Se Final Fantasy di Square è considerato il padre dei moderni JRPG, allora Dragon Quest di Enix va ritenuto a tutti gli effetti il nonno. Pubblicato ufficialmente in Giappone nel 1986 e negli Stati Uniti nel 1989 con il nome Dragon Warrior, il titolo originale della serie fu uno dei primi giochi di ruolo per console a prendere il tanto venerato gameplay di Dungeons & Dragons per convertirlo in un’esperienza videoludica lineare e user friendly, nascondendo il classico lancio dei dadi per mostrarne solo il risultato. La serie conta numerosi esponenti e quest’anno (in Occidente) esordisce su PlayStation 4, Xbox One e prima volta in assoluto PC Dragon Quest XI: Echi di un’Era Perduta, capitolo ambientato nel vasto open world di Erdrea forte di una grafica 3D che rende ancora più bella la già lodevole grafica del suo indiretto predecessore, Dragon Quest VIII: L’Odissea del Re Maledetto, e di altri piccoli tocchi a un gameplay oramai consolidato e rappresentativo della serie per renderla accessibile anche alle nuove leve.

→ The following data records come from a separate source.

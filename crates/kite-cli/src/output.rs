//! Plain-text rendering for line mode and single-command mode

use kite_chat::{Message, ResultView, markup};
use kite_tui::widgets::{markup::plain_lines, message_list::NO_CONTENT, result_card::card_text};

/// Body of an agent reply as printable text
pub fn reply_text(message: &Message) -> String {
    if message.is_error {
        return format!("Error: {}", message.content);
    }

    let lines = if let Some(result) = &message.agent_result {
        let view = ResultView::new(result, message.metadata.as_ref());
        if view.is_empty() {
            vec![NO_CONTENT.to_string()]
        } else {
            card_text(&view)
        }
    } else if !message.content.is_empty() {
        plain_lines(&markup::render(&message.content))
    } else {
        vec![NO_CONTENT.to_string()]
    };

    lines.join("\n")
}

/// Whole conversation with speaker prefixes
pub fn transcript_text(messages: &[Message], agent_name: &str) -> String {
    messages
        .iter()
        .map(|msg| {
            if msg.is_user() {
                format!("you> {}", msg.content)
            } else {
                let name = msg
                    .metadata
                    .as_ref()
                    .and_then(|m| m.agent_name.as_deref())
                    .filter(|n| !n.is_empty())
                    .unwrap_or(agent_name);
                format!("{}>\n{}", name, reply_text(msg))
            }
        })
        .collect::<Vec<_>>()
        .join("\n\n")
}

#[cfg(test)]
mod tests {
    use super::*;
    use kite_agent::AgentResult;
    use kite_chat::demo::sample_messages;
    use serde_json::json;

    #[test]
    fn test_error_reply() {
        let msg = Message::error("agent-1", "Network error", "2025-01-01T00:00:00Z");
        assert_eq!(reply_text(&msg), "Error: Network error");
    }

    #[test]
    fn test_text_reply_flattens_markup() {
        let msg = Message::agent(
            "agent-1",
            "# Title\n- **one**\n- two",
            None,
            None,
            "2025-01-01T00:00:00Z",
        );
        let text = reply_text(&msg);
        assert!(text.contains("Title"));
        assert!(text.contains("one"));
        assert!(!text.contains("**"));
    }

    #[test]
    fn test_empty_replies() {
        let msg = Message::agent("agent-1", "", None, None, "2025-01-01T00:00:00Z");
        assert_eq!(reply_text(&msg), NO_CONTENT);

        let empty = AgentResult::from_value(json!({}));
        let msg = Message::agent("agent-2", "", Some(empty), None, "2025-01-01T00:00:00Z");
        assert_eq!(reply_text(&msg), NO_CONTENT);
    }

    #[test]
    fn test_structured_reply_lists_items() {
        let result = AgentResult::from_value(json!({
            "summary": "Found 2 pages",
            "items": [
                {"title": "Roadmap", "url": "https://notion.so/roadmap"},
                {"title": "Notes"}
            ]
        }));
        let msg = Message::agent("agent-1", "", Some(result), None, "2025-01-01T00:00:00Z");
        let text = reply_text(&msg);
        assert!(text.starts_with("Found 2 pages"));
        assert!(text.contains("Results (2)"));
        assert!(text.contains("Roadmap"));
        assert!(text.contains("Notes"));
    }

    #[test]
    fn test_sample_transcript() {
        let text = transcript_text(sample_messages(), "Agent");
        assert!(text.starts_with("you> "));
        assert_eq!(text.matches("you> ").count(), 2);
    }
}
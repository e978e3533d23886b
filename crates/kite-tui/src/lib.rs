//! kite-tui: Terminal UI components
//!
//! Widgets for the kite chat screen, built on ratatui and crossterm.

pub mod app;
pub mod input;
pub mod theme;
pub mod widgets;

pub use app::App;
pub use theme::Theme;
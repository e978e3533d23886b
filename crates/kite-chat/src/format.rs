//! Display formatting for agent result fields

use std::fmt::Display;

use chrono::{DateTime, Local, NaiveDate, NaiveDateTime, TimeZone, Utc};

/// `Jun 11, 2024, 12:00 PM`
const DATE_FORMAT: &str = "%b %-d, %Y, %I:%M %p";

const NAIVE_FORMATS: &[&str] = &[
    "%Y-%m-%dT%H:%M:%S%.f",
    "%Y-%m-%d %H:%M:%S%.f",
    "%Y-%m-%dT%H:%M",
];

/// Format a date string for display in local time.
///
/// Absent input gives an empty string; input that does not parse is returned
/// unchanged.
pub fn format_date(input: Option<&str>) -> String {
    format_date_in(input, &Local)
}

/// Format a date string for display in the given time zone
pub fn format_date_in<Tz>(input: Option<&str>, tz: &Tz) -> String
where
    Tz: TimeZone,
    Tz::Offset: Display,
{
    let Some(raw) = input else {
        return String::new();
    };
    match parse_date(raw) {
        Some(date) => date.with_timezone(tz).format(DATE_FORMAT).to_string(),
        None => raw.to_string(),
    }
}

fn parse_date(input: &str) -> Option<DateTime<Utc>> {
    let s = input.trim();
    if s.is_empty() {
        return None;
    }
    if let Ok(date) = DateTime::parse_from_rfc3339(s) {
        return Some(date.with_timezone(&Utc));
    }
    for fmt in NAIVE_FORMATS {
        if let Ok(naive) = NaiveDateTime::parse_from_str(s, fmt) {
            return Some(naive.and_utc());
        }
    }
    NaiveDate::parse_from_str(s, "%Y-%m-%d")
        .ok()
        .and_then(|d| d.and_hms_opt(0, 0, 0))
        .map(|naive| naive.and_utc())
}

/// Badge color family
#[derive(Debug, Clone, Copy, PartialEq, Eq)]
pub enum Accent {
    Emerald,
    Blue,
    Amber,
    Red,
    Purple,
    /// Neutral accent for anything unrecognized
    Primary,
}

impl Accent {
    /// Stable style token
    pub fn token(self) -> &'static str {
        match self {
            Accent::Emerald => "emerald",
            Accent::Blue => "blue",
            Accent::Amber => "amber",
            Accent::Red => "red",
            Accent::Purple => "purple",
            Accent::Primary => "primary",
        }
    }
}

/// Accent for a result item's `type`
pub fn item_type_accent(kind: Option<&str>) -> Accent {
    match kind.map(str::to_lowercase).as_deref() {
        Some("database") => Accent::Emerald,
        Some("page") => Accent::Blue,
        Some("search") => Accent::Amber,
        _ => Accent::Primary,
    }
}

/// Accent for a result's `action_type`
pub fn action_accent(action: Option<&str>) -> Accent {
    match action.map(str::to_lowercase).as_deref() {
        Some("create") => Accent::Emerald,
        Some("search") => Accent::Amber,
        Some("update") => Accent::Blue,
        Some("delete") => Accent::Red,
        Some("general") => Accent::Purple,
        _ => Accent::Primary,
    }
}
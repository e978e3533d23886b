//! Input handling

use crossterm::event::{Event, KeyCode, KeyEvent, KeyModifiers};

/// Processed input action
#[derive(Debug, Clone, PartialEq, Eq)]
pub enum Action {
    /// Regular character input
    Char(char),
    /// Enter/submit
    Submit,
    /// Backspace
    Backspace,
    /// Delete
    Delete,
    /// Move cursor left
    Left,
    /// Move cursor right
    Right,
    /// Move cursor up
    Up,
    /// Move cursor down
    Down,
    /// Move to start of line
    Home,
    /// Move to end of line
    End,
    /// Page up
    PageUp,
    /// Page down
    PageDown,
    /// Tab
    Tab,
    /// Shift+Tab
    BackTab,
    /// Escape
    Escape,
    /// Ctrl+C (interrupt)
    Interrupt,
    /// Ctrl+L (clear conversation)
    Clear,
    /// Ctrl+U (clear line)
    ClearLine,
    /// Ctrl+B (show/hide sidebar)
    ToggleSidebar,
    /// Ctrl+T (sample data on/off)
    ToggleSampleData,
    /// Paste (bracketed paste)
    Paste(String),
    /// Quit application
    Quit,
    /// Unknown/unhandled
    Unknown,
}

/// Convert a crossterm key event to an action
pub fn key_to_action(event: KeyEvent) -> Action {
    let KeyEvent {
        code, modifiers, ..
    } = event;

    if modifiers.contains(KeyModifiers::CONTROL) {
        return match code {
            KeyCode::Char('c') => Action::Interrupt,
            KeyCode::Char('l') => Action::Clear,
            KeyCode::Char('u') => Action::ClearLine,
            KeyCode::Char('b') => Action::ToggleSidebar,
            KeyCode::Char('t') => Action::ToggleSampleData,
            KeyCode::Char('q') => Action::Quit,
            _ => Action::Unknown,
        };
    }

    if modifiers.contains(KeyModifiers::ALT) {
        return Action::Unknown;
    }

    match code {
        KeyCode::Char(c) => Action::Char(c),
        KeyCode::Enter => Action::Submit,
        KeyCode::Backspace => Action::Backspace,
        KeyCode::Delete => Action::Delete,
        KeyCode::Left => Action::Left,
        KeyCode::Right => Action::Right,
        KeyCode::Up => Action::Up,
        KeyCode::Down => Action::Down,
        KeyCode::Home => Action::Home,
        KeyCode::End => Action::End,
        KeyCode::PageUp => Action::PageUp,
        KeyCode::PageDown => Action::PageDown,
        KeyCode::Tab => {
            if modifiers.contains(KeyModifiers::SHIFT) {
                Action::BackTab
            } else {
                Action::Tab
            }
        }
        KeyCode::BackTab => Action::BackTab,
        KeyCode::Esc => Action::Escape,
        _ => Action::Unknown,
    }
}

/// Convert a crossterm event to an action
pub fn event_to_action(event: Event) -> Option<Action> {
    match event {
        Event::Key(key_event) => Some(key_to_action(key_event)),
        Event::Paste(text) => Some(Action::Paste(text)),
        _ => None,
    }
}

Per apprezzare appieno l’impatto e l’importanza di Dragon Quest nell’ambito videoludico occorre guardare allo stato dei giochi di ruolo per console prima del suo debutto: in breve, non ne esistevano di appropriati. Prosperava su computer ma fino a quel momento aveva fallito a passare sui sistemi per TV. Dragon Quest ruppe una barriera che si pensava insormontabile, portando un genere piuttosto elitario a portata di un pubblico più ampio e su una piattaforma più per famiglie – pur con i dovuti limiti tenici. Ciò non vuol dire che non fossero stati fatti alcuni tentativi: D&D esordì su Intellivision di Mattel nel 1983 con Treasure of Tarmin e, ancora prima nel 1979, Warren Robinett si impegnò per snellire l’essenza del dungeon crawaling affinché lavorasse bene con il joystick dell’Atari 2600 e 4K di memoria grazie ad Adventure. A questo si ispirarono dei prototipi di RPG d’azione quali Venture e Tower of Druaga, che cercarono di portare il genere in sala giochi. Lo stesso Druaga inoltre influenzò molto The Legend of Zelda, pubblicato appena pochi mesi prima di Dragon Quest.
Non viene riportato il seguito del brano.